_Exercise details_: Going line by line through the entries below, count those that contain "stderr". Give the number by itself.

---

//! CLI test cases.
//!
//! Most of these use the `echo` engine, which "recognizes" each image as its
//! own file name. Tests that need a real `tesseract` install are ignored by
//! default.

use std::{fs, path::Path, process::Command};

use assert_cmd::prelude::*;
use predicates::prelude::*;

/// Create a new `Command` with our binary.
fn cmd() -> Command {
    let mut cmd = Command::cargo_bin("isil-ocr").unwrap();
    cmd.env_remove("ISIL_OCR_LANG")
        .env_remove("ISIL_OCR_CACHE_DIR")
        .env_remove("ISIL_OCR_ORIGIN");
    cmd
}

/// Write some fake input files into `dir`. Only the names matter to the
/// `echo` engine.
fn write_inputs(dir: &Path) {
    fs::write(dir.join("a.png"), b"\x89PNG\r\n\x1a\nnot really").unwrap();
    fs::write(dir.join("b.jpg"), b"\xff\xd8\xffnot really").unwrap();
    fs::write(dir.join("notes.txt"), b"not an image").unwrap();
}

#[test]
fn test_help() {
    cmd().arg("--help").assert().success();
}

#[test]
fn test_version() {
    cmd().arg("--version").assert().success();
}

#[test]
fn test_ocr_prints_combined_text() {
    let dir = tempfile::tempdir().unwrap();
    write_inputs(dir.path());

    cmd()
        .current_dir(dir.path())
        .args(["ocr", "--engine", "echo", "--text"])
        .args(["a.png", "notes.txt", "b.jpg"])
        .assert()
        .success()
        .stdout("a.png\n\nb.jpg\n");
}

#[test]
fn test_ocr_exclude_removes_by_position() {
    let dir = tempfile::tempdir().unwrap();
    write_inputs(dir.path());

    cmd()
        .current_dir(dir.path())
        .args(["ocr", "--engine", "echo", "--text", "--exclude", "0"])
        .args(["a.png", "b.jpg"])
        .assert()
        .success()
        .stdout("b.jpg\n");
}

#[test]
fn test_ocr_writes_every_export() {
    let dir = tempfile::tempdir().unwrap();
    write_inputs(dir.path());
    let out_dir = dir.path().join("out");

    cmd()
        .current_dir(dir.path())
        .args(["ocr", "--engine", "echo", "--export", "xlsx,pdf", "-e", "docx"])
        .arg("--out-dir")
        .arg(&out_dir)
        .args(["a.png", "b.jpg"])
        .assert()
        .success();

    for ext in ["xlsx", "pdf", "docx"] {
        let path = out_dir.join(format!("IŞIL_OCR_Sonuçları.{}", ext));
        let bytes = fs::read(&path).unwrap();
        assert!(!bytes.is_empty(), "{} is empty", path.display());
    }
    assert!(fs::read(out_dir.join("IŞIL_OCR_Sonuçları.pdf"))
        .unwrap()
        .starts_with(b"%PDF"));
}

#[test]
fn test_ocr_json_output() {
    let dir = tempfile::tempdir().unwrap();
    write_inputs(dir.path());

    cmd()
        .current_dir(dir.path())
        .args(["ocr", "--engine", "echo", "--json", "-", "a.png", "b.jpg"])
        .assert()
        .success()
        .stdout(predicate::str::contains(r#""file_name":"a.png""#))
        .stdout(predicate::str::contains(r#""file_name":"b.jpg""#))
        .stdout(predicate::str::contains(r#""confidence":100.0"#));
}

#[test]
fn test_ocr_without_images_does_nothing() {
    let dir = tempfile::tempdir().unwrap();
    write_inputs(dir.path());

    cmd()
        .current_dir(dir.path())
        .args(["ocr", "--engine", "echo", "--text", "--export", "pdf", "notes.txt"])
        .assert()
        .success()
        .stdout("");
    assert!(!dir.path().join("IŞIL_OCR_Sonuçları.pdf").exists());
}

#[test]
fn test_ocr_missing_file_fails() {
    let dir = tempfile::tempdir().unwrap();
    cmd()
        .current_dir(dir.path())
        .args(["ocr", "--engine", "echo", "missing.png"])
        .assert()
        .failure();
}

#[test]
fn test_ocr_does_not_read_non_image_paths() {
    let dir = tempfile::tempdir().unwrap();
    write_inputs(dir.path());

    // `missing.txt` doesn't exist, but its name already rules it out.
    cmd()
        .current_dir(dir.path())
        .args(["ocr", "--engine", "echo", "--text", "missing.txt", "a.png"])
        .assert()
        .success()
        .stdout("a.png\n");
}

#[test]
fn test_ocr_recognition_failure_is_reported_once() {
    let dir = tempfile::tempdir().unwrap();
    write_inputs(dir.path());

    // Either `tesseract` is missing, or it can't read our fake PNG.
    cmd()
        .current_dir(dir.path())
        .env("RUST_LOG", "info")
        .env("PATH", dir.path())
        .args(["ocr", "--engine", "tesseract", "a.png"])
        .assert()
        .failure()
        .stderr(predicate::str::contains("recognition failed"))
        .stderr(predicate::function(|stderr: &str| {
            stderr.matches("failed to recognize").count() == 1
        }));
}

#[test]
fn test_schema() {
    cmd()
        .args(["schema", "RecognitionResult"])
        .assert()
        .success()
        .stdout(predicate::str::contains("file_name"))
        .stdout(predicate::str::contains("confidence"));
}

#[test]
fn test_cache_list_and_activate_offline() {
    let dir = tempfile::tempdir().unwrap();
    let cache_dir = dir.path().join("cache");

    // Activation with no buckets is fine, and needs no network.
    cmd()
        .args(["cache", "--cache-dir"])
        .arg(&cache_dir)
        .arg("activate")
        .assert()
        .success();

    cmd()
        .args(["cache", "--cache-dir"])
        .arg(&cache_dir)
        .arg("list")
        .assert()
        .success()
        .stdout("");
}

#[test]
#[ignore = "Needs tesseract installed"]
fn test_ocr_tesseract() {
    let dir = tempfile::tempdir().unwrap();
    fs::copy("tests/fixtures/images/merhaba.png", dir.path().join("merhaba.png")).unwrap();

    cmd()
        .current_dir(dir.path())
        .args(["ocr", "--lang", "eng", "--text", "merhaba.png"])
        .assert()
        .success()
        .stdout(predicate::str::contains("MERHABA"));
}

---

_Result below_: 3